**Exercise**
Search through the entries for the word "change" and copy every line that has it.

(Saved entries)

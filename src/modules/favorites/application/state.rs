use super::store::FavoritesStore;
use crate::log_info;
use crate::modules::favorites::domain::{FavoriteItem, FavoritesCollection};
use tokio::sync::watch;

/// Single owner of the favorites every screen shows.
///
/// Screens read snapshots and send toggles here instead of each keeping its
/// own copy, so a toggle on one screen is visible on all of them. Subscribers
/// are woken after each change.
pub struct FavoritesState {
    store: FavoritesStore,
    sender: watch::Sender<FavoritesCollection>,
}

impl FavoritesState {
    /// Load the persisted collection once and take ownership of it
    pub fn load(store: FavoritesStore) -> Self {
        let initial = store.load();
        log_info!("Favorites: {} items restored", initial.len());
        let (sender, _) = watch::channel(initial);
        Self { store, sender }
    }

    pub fn snapshot(&self) -> FavoritesCollection {
        self.sender.borrow().clone()
    }

    pub fn is_favorite(&self, id: u32) -> bool {
        FavoritesStore::is_favorite(&self.sender.borrow(), id)
    }

    /// Toggle a title and persist. Returns whether it is now a favorite.
    pub fn toggle(&self, item: FavoriteItem) -> bool {
        let id = item.id;
        let mut now_favorite = false;
        self.sender.send_modify(|collection| {
            *collection = self.store.toggle(collection, item);
            now_favorite = collection.contains(id);
        });
        now_favorite
    }

    /// Re-read storage, e.g. after another process wrote to it
    pub fn reload(&self) {
        let fresh = self.store.load();
        self.sender.send_replace(fresh);
    }

    /// Receiver that sees every subsequent change
    pub fn subscribe(&self) -> watch::Receiver<FavoritesCollection> {
        self.sender.subscribe()
    }
}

**Exercise answer**
/// are woken after each change.
    /// Receiver that sees every subsequent change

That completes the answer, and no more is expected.